ABOUT THIS EXERCISE: Pull every line containing the word "stamp" from the records.

DATA FOR THIS EXERCISE:

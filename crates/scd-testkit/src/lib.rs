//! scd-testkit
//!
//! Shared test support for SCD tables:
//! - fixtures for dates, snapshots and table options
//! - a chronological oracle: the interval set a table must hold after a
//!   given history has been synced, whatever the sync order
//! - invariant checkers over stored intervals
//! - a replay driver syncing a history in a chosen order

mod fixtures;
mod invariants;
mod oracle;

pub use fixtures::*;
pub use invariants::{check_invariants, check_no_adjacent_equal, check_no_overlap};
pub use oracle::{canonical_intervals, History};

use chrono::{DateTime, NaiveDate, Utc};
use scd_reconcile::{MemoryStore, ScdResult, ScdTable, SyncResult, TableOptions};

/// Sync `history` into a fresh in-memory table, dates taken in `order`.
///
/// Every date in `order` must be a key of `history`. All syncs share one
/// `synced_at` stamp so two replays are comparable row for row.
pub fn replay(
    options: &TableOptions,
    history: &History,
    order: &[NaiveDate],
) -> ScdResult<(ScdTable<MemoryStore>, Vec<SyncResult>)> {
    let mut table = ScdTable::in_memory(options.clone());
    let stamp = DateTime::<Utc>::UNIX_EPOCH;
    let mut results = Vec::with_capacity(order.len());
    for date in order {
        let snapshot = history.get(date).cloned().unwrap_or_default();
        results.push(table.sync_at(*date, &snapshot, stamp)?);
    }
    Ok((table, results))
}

TASK RESULT:
/// `synced_at` stamp so two replays are comparable row for row.
    let stamp = DateTime::<Utc>::UNIX_EPOCH;
        results.push(table.sync_at(*date, &snapshot, stamp)?);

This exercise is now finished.